Of course it started out friendly and just jokes being thrown, but eventually
our old habits and the comfort we felt with each other
began to break down the walls of pride and shatter the stubbornness.
I felt as if we were better than ever before.
For a split second i forgot he was my 'ex'.
I forgot we even had 'communication issues'.
It felt as natural as breathing being with him.
And for that split second i wished i wouldn't wake up.
I wished even more, that he wouldn't either.
That night was only lived that once..
We woke up.
Ex-Communication
You’re the bluest sky
You’re the biggest lie
You’re the greenest grass
You’re all about getting ass
You’re feeling so right
As we do wrong tonight
You make me so happy
You get me fucking angry
I’ve become your addiction
You’re my biggest contradiction
I was your lesson to learn
You were my bridge to burn
Memories replay in flashbacks
Feelings we try to fight back
Out of sight, out of mind
Come in sight, lose our minds
Cross the line of a lover and a friend
Seems like this relationship has no end
Time to stop the cycle before it gets worse
Got to find the cure to this inevitable curse
So we give one last hug...one last kiss
Such a shame it all comes down to this
So sad it ended so fast
I thought we would last
But I have a career to pursue
And you have maturing do to…
I think we’re better off this way…
And maybe, just maybe...one day…
After Effects:
As predicted me and him wont ever be again.
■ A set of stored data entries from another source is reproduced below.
//! Blob cache: records (or negative markers) keyed by primary key.

use std::collections::HashMap;
use std::marker::PhantomData;
use std::sync::Arc;

use idcache_core::{CacheConfig, EntitySchema, IdCacheError, IdCacheResult, PrimaryKey};
use serde::de::IgnoredAny;
use tracing::debug;

use super::adapter::TransportAdapter;
use super::entry::CacheEntry;
use super::key::KeyGenerator;
use super::telemetry::FetchInstrumentation;
use super::traits::{CacheTransport, CacheableEntity};
use crate::RecordStore;

/// Caches fully materialized records of one entity type.
///
/// A lookup for a primary key the store does not know caches the negative
/// marker, so repeated lookups for a missing id stop reaching the store.
pub struct BlobCache<T, C, S>
where
    T: CacheableEntity,
    C: CacheTransport,
    S: RecordStore<T>,
{
    schema: Arc<EntitySchema>,
    config: Arc<CacheConfig>,
    keys: KeyGenerator,
    adapter: Arc<TransportAdapter<C>>,
    store: Arc<S>,
    instrumentation: FetchInstrumentation,
    _entity: PhantomData<fn() -> T>,
}

impl<T, C, S> BlobCache<T, C, S>
where
    T: CacheableEntity,
    C: CacheTransport,
    S: RecordStore<T>,
{
    pub fn new(
        schema: Arc<EntitySchema>,
        config: Arc<CacheConfig>,
        adapter: Arc<TransportAdapter<C>>,
        store: Arc<S>,
        instrumentation: FetchInstrumentation,
    ) -> Self {
        Self {
            keys: KeyGenerator::new(Arc::clone(&config)),
            schema,
            config,
            adapter,
            store,
            instrumentation,
            _entity: PhantomData,
        }
    }

    /// Blob key for `primary_key`.
    pub fn key(&self, primary_key: &PrimaryKey) -> String {
        self.keys.blob_key(&self.schema, primary_key)
    }

    /// Fetch a record, populating the cache from the store on a miss.
    pub async fn fetch(&self, primary_key: &PrimaryKey) -> IdCacheResult<Option<T>> {
        if !self.config.enabled {
            self.record(primary_key, false);
            return self.store.find_by_primary_key(primary_key).await;
        }

        let key = self.key(primary_key);
        match self.adapter.read_entry::<T>(&key).await {
            Some(CacheEntry::Present(record)) => {
                self.record(primary_key, true);
                Ok(Some(record))
            }
            Some(CacheEntry::Absent) => {
                self.record(primary_key, true);
                debug!(key = %key, "Cached negative result");
                Ok(None)
            }
            None => {
                self.record(primary_key, false);
                self.populate(&key, primary_key).await
            }
        }
    }

    /// Like [`fetch`](Self::fetch), but absence is an error.
    pub async fn fetch_strict(&self, primary_key: &PrimaryKey) -> IdCacheResult<T> {
        self.fetch(primary_key)
            .await?
            .ok_or_else(|| self.not_found(primary_key))
    }

    /// Check whether a record exists, consulting the same slot as `fetch`.
    ///
    /// On a hit only the entry envelope is decoded, not the record body.
    pub async fn exists(&self, primary_key: &PrimaryKey) -> IdCacheResult<bool> {
        if !self.config.enabled {
            self.record(primary_key, false);
            return Ok(self.store.find_by_primary_key(primary_key).await?.is_some());
        }

        let key = self.key(primary_key);
        match self.adapter.read_entry::<IgnoredAny>(&key).await {
            Some(entry) => {
                self.record(primary_key, true);
                Ok(entry.is_present())
            }
            None => {
                self.record(primary_key, false);
                Ok(self.populate(&key, primary_key).await?.is_some())
            }
        }
    }

    /// Fetch several records with one transport round trip.
    ///
    /// Results follow the order of `primary_keys`; keys with no record are
    /// left out. Only the misses are queried from the store.
    pub async fn fetch_multi(&self, primary_keys: &[PrimaryKey]) -> IdCacheResult<Vec<T>> {
        if !self.config.enabled {
            for primary_key in primary_keys {
                self.record(primary_key, false);
            }
            return self.store.find_by_primary_keys(primary_keys).await;
        }

        let keys: Vec<String> = primary_keys.iter().map(|pk| self.key(pk)).collect();
        let entries = self.adapter.read_entries::<T>(&keys).await;

        let mut resolved: Vec<Option<CacheEntry<T>>> = Vec::with_capacity(entries.len());
        let mut misses: Vec<PrimaryKey> = Vec::new();
        for (primary_key, entry) in primary_keys.iter().zip(entries) {
            self.record(primary_key, entry.is_some());
            if entry.is_none() {
                misses.push(primary_key.clone());
            }
            resolved.push(entry);
        }

        let mut loaded: HashMap<PrimaryKey, T> = HashMap::new();
        if !misses.is_empty() {
            debug!(
                entity_type = %self.schema.name(),
                misses = misses.len(),
                "Loading blob misses from store"
            );
            for record in self.store.find_by_primary_keys(&misses).await? {
                loaded.insert(record.primary_key(), record);
            }
            for primary_key in &misses {
                let entry = CacheEntry::from_option(loaded.get(primary_key));
                self.adapter.write_entry(&self.key(primary_key), &entry).await;
            }
        }

        Ok(primary_keys
            .iter()
            .zip(resolved)
            .filter_map(|(primary_key, entry)| match entry {
                Some(entry) => entry.into_option(),
                None => loaded.get(primary_key).cloned(),
            })
            .collect())
    }

    /// Delete the blob slot for `primary_key`.
    pub async fn invalidate(&self, primary_key: &PrimaryKey) -> IdCacheResult<()> {
        self.adapter.invalidate(&self.key(primary_key)).await
    }

    /// Write a committed `record` into its blob slot.
    ///
    /// Only call with state the store has already committed. Population
    /// rules apply: nothing is written when the cache is disabled or
    /// readonly, and a failed write is absorbed.
    pub async fn prime(&self, record: &T) {
        if !self.config.enabled {
            return;
        }
        let key = self.key(&record.primary_key());
        self.adapter
            .write_entry(&key, &CacheEntry::Present(record))
            .await;
    }

    async fn populate(&self, key: &str, primary_key: &PrimaryKey) -> IdCacheResult<Option<T>> {
        let found = self.store.find_by_primary_key(primary_key).await?;
        self.adapter
            .write_entry(key, &CacheEntry::from_option(found.as_ref()))
            .await;
        Ok(found)
    }

    fn record(&self, primary_key: &PrimaryKey, hit: bool) {
        self.instrumentation
            .record(self.schema.name(), primary_key, hit);
    }

    fn not_found(&self, primary_key: &PrimaryKey) -> IdCacheError {
        IdCacheError::NotFound {
            entity_type: self.schema.name().to_string(),
            key: primary_key.to_string(),
        }
    }
}

#[cfg(test)]
mod tests {
    use super::*;
    use crate::cache::entry::CACHED_NIL;
    use crate::cache::memory_backend::InMemoryTransport;
    use crate::MockRecordStore;
    use idcache_core::{AttrValue, AttributeType};
    use serde::{Deserialize, Serialize};

    #[derive(Debug, Clone, PartialEq, Serialize, Deserialize)]
    struct Widget {
        id: i64,
        sku: String,
    }

    impl CacheableEntity for Widget {
        fn primary_key(&self) -> PrimaryKey {
            PrimaryKey::from(self.id)
        }

        fn attribute(&self, name: &str) -> Option<AttrValue> {
            match name {
                "id" => Some(self.id.into()),
                "sku" => Some(self.sku.clone().into()),
                _ => None,
            }
        }
    }

    struct Harness {
        blobs: BlobCache<Widget, InMemoryTransport, MockRecordStore<Widget>>,
        transport: Arc<InMemoryTransport>,
        store: Arc<MockRecordStore<Widget>>,
        instrumentation: FetchInstrumentation,
    }

    fn harness(config: CacheConfig) -> Harness {
        let schema = EntitySchema::builder("Widget")
            .attribute("id", AttributeType::Integer)
            .attribute("sku", AttributeType::String)
            .build()
            .unwrap();
        let config = Arc::new(config);
        let transport = Arc::new(InMemoryTransport::new());
        let store = Arc::new(MockRecordStore::new("Widget"));
        let instrumentation = FetchInstrumentation::new(16);
        let adapter = Arc::new(TransportAdapter::new(
            Arc::clone(&transport),
            Arc::clone(&config),
        ));
        let blobs = BlobCache::new(
            schema,
            config,
            adapter,
            Arc::clone(&store),
            instrumentation.clone(),
        );
        Harness {
            blobs,
            transport,
            store,
            instrumentation,
        }
    }

    fn widget(id: i64) -> Widget {
        Widget {
            id,
            sku: format!("sku-{}", id),
        }
    }

    #[tokio::test]
    async fn test_miss_populates_then_hits() {
        let h = harness(CacheConfig::default());
        h.store.insert(widget(1)).unwrap();
        let pk = PrimaryKey::from(1i64);

        assert_eq!(h.blobs.fetch(&pk).await.unwrap(), Some(widget(1)));
        assert_eq!(h.blobs.fetch(&pk).await.unwrap(), Some(widget(1)));

        assert_eq!(h.store.primary_key_queries(), 1);
        assert!(h.transport.contains(&h.blobs.key(&pk)).await);
        let stats = h.instrumentation.stats();
        assert_eq!((stats.hits, stats.misses), (1, 1));
    }

    #[tokio::test]
    async fn test_missing_record_caches_negative_marker() {
        let h = harness(CacheConfig::default());
        let pk = PrimaryKey::from(10i64);

        assert_eq!(h.blobs.fetch(&pk).await.unwrap(), None);
        assert_eq!(
            h.transport.get_raw(&h.blobs.key(&pk)).await.as_deref(),
            Some(CACHED_NIL)
        );
        assert_eq!(h.blobs.fetch(&pk).await.unwrap(), None);
        assert_eq!(h.store.primary_key_queries(), 1);
    }

    #[tokio::test]
    async fn test_fetch_strict_not_found() {
        let h = harness(CacheConfig::default());
        let err = h
            .blobs
            .fetch_strict(&PrimaryKey::from(10i64))
            .await
            .unwrap_err();
        assert!(err.is_not_found());
    }

    #[tokio::test]
    async fn test_exists_shares_slot_with_fetch() {
        let h = harness(CacheConfig::default());
        h.store.insert(widget(1)).unwrap();

        assert!(h.blobs.exists(&PrimaryKey::from(1i64)).await.unwrap());
        assert!(!h.blobs.exists(&PrimaryKey::from(2i64)).await.unwrap());
        assert_eq!(h.store.primary_key_queries(), 2);

        // Both slots are now warm for fetch.
        assert_eq!(
            h.blobs.fetch(&PrimaryKey::from(1i64)).await.unwrap(),
            Some(widget(1))
        );
        assert_eq!(h.blobs.fetch(&PrimaryKey::from(2i64)).await.unwrap(), None);
        assert_eq!(h.store.primary_key_queries(), 2);
    }

    #[tokio::test]
    async fn test_invalidate_clears_negative_marker() {
        let h = harness(CacheConfig::default());
        let pk = PrimaryKey::from(1i64);

        assert_eq!(h.blobs.fetch(&pk).await.unwrap(), None);
        h.store.insert(widget(1)).unwrap();
        h.blobs.invalidate(&pk).await.unwrap();
        h.blobs.invalidate(&pk).await.unwrap();

        assert_eq!(h.blobs.fetch(&pk).await.unwrap(), Some(widget(1)));
    }

    #[tokio::test]
    async fn test_prime_serves_without_store() {
        let h = harness(CacheConfig::default());
        h.blobs.prime(&widget(1)).await;

        assert_eq!(
            h.blobs.fetch(&PrimaryKey::from(1i64)).await.unwrap(),
            Some(widget(1))
        );
        assert_eq!(h.store.primary_key_queries(), 0);
    }

    #[tokio::test]
    async fn test_prime_respects_readonly() {
        let h = harness(CacheConfig::new().with_readonly(true));
        h.blobs.prime(&widget(1)).await;
        assert!(h.transport.is_empty().await);
    }

    #[tokio::test]
    async fn test_fetch_multi_mixes_hits_and_misses() {
        let h = harness(CacheConfig::default());
        for id in [1, 2, 3] {
            h.store.insert(widget(id)).unwrap();
        }
        h.blobs.fetch(&PrimaryKey::from(2i64)).await.unwrap();
        h.store.reset_counters();

        let keys = [3i64, 2, 4, 1].map(PrimaryKey::from);
        let records = h.blobs.fetch_multi(&keys).await.unwrap();

        assert_eq!(records, vec![widget(3), widget(2), widget(1)]);
        assert_eq!(h.store.primary_key_queries(), 3);

        // Everything, including the missing id, is cached now.
        h.store.reset_counters();
        let records = h.blobs.fetch_multi(&keys).await.unwrap();
        assert_eq!(records.len(), 3);
        assert_eq!(h.store.primary_key_queries(), 0);
    }

    #[tokio::test]
    async fn test_disabled_cache_bypasses_transport() {
        let h = harness(CacheConfig::new().with_enabled(false));
        h.store.insert(widget(1)).unwrap();
        let pk = PrimaryKey::from(1i64);

        assert_eq!(h.blobs.fetch(&pk).await.unwrap(), Some(widget(1)));
        assert_eq!(h.blobs.fetch(&pk).await.unwrap(), Some(widget(1)));

        assert_eq!(h.store.primary_key_queries(), 2);
        assert_eq!(h.transport.len().await, 0);
    }

    #[tokio::test]
    async fn test_store_fault_propagates() {
        let h = harness(CacheConfig::default());
        h.store.set_unavailable(true);

        let err = h.blobs.fetch(&PrimaryKey::from(1i64)).await.unwrap_err();
        assert!(matches!(err, IdCacheError::Store(_)));
        assert_eq!(h.transport.len().await, 0);
    }
}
Its funny,
After that one night i held him so high..as simultaneously he sunk so low
its ok. it happens and there's always other men out there.
I know because he was once my savior
from a broken heart i thought id never mend.
He helped me forget and he helped me believe.
So guess what? I have not one doubt,
that another can help me forget and help me believe.
I just have this small hope that he comes back and realizes everything
before its too late..

Lets get this thing started...

So what better way to get things started than a lil Bio of me...

Name: Claudia
Nickname: Nanita or Nana
Age: 21
Bday: July 20
Makes me: a Cancer/Leo Cusp

Born: NYC
Raised: Bushwick, Brooklyn
Reside: Ozone Park, Queens
Raices: Repulica Dominicana

Fav Color: Purple and Rainbow
Fav Animal: Puppies and White Tigers
Fav Sport: Love Basketball
Fav Movie: Peter Pan
Fav Cartoon Character: I am Tinkerbell
Fav Holiday: Role Play in Halloween
Fav Food: Chicken..Shrimp isnt to far behind
Fav Hobbies: Music..Writing..Reading

Love..

Been in Love: never
Been Heartbroken: who hasnt really
Been Cheated on: unfortunately
Believe in Love: i am trying..
Life..
Biggest Obstacle: Living without my parents and having no one to depend on
Biggest Accomplishment: Loving Myself for who i am
Main Goal: To live genuinely happy with my own family and my own career.
Daily Struggle: Communicating my true feelings without pride getting in the way

Blog..
What am i doing here: I have issues with communication, so i write.
I need an outlet to express my emotions.
What will i be blogging about: mostly post lyrics, poems and pics
im feeling at the moment
What i ask from readers: Dont judge me, just know i am human,
iam not perfect, and these will be my feelings raw.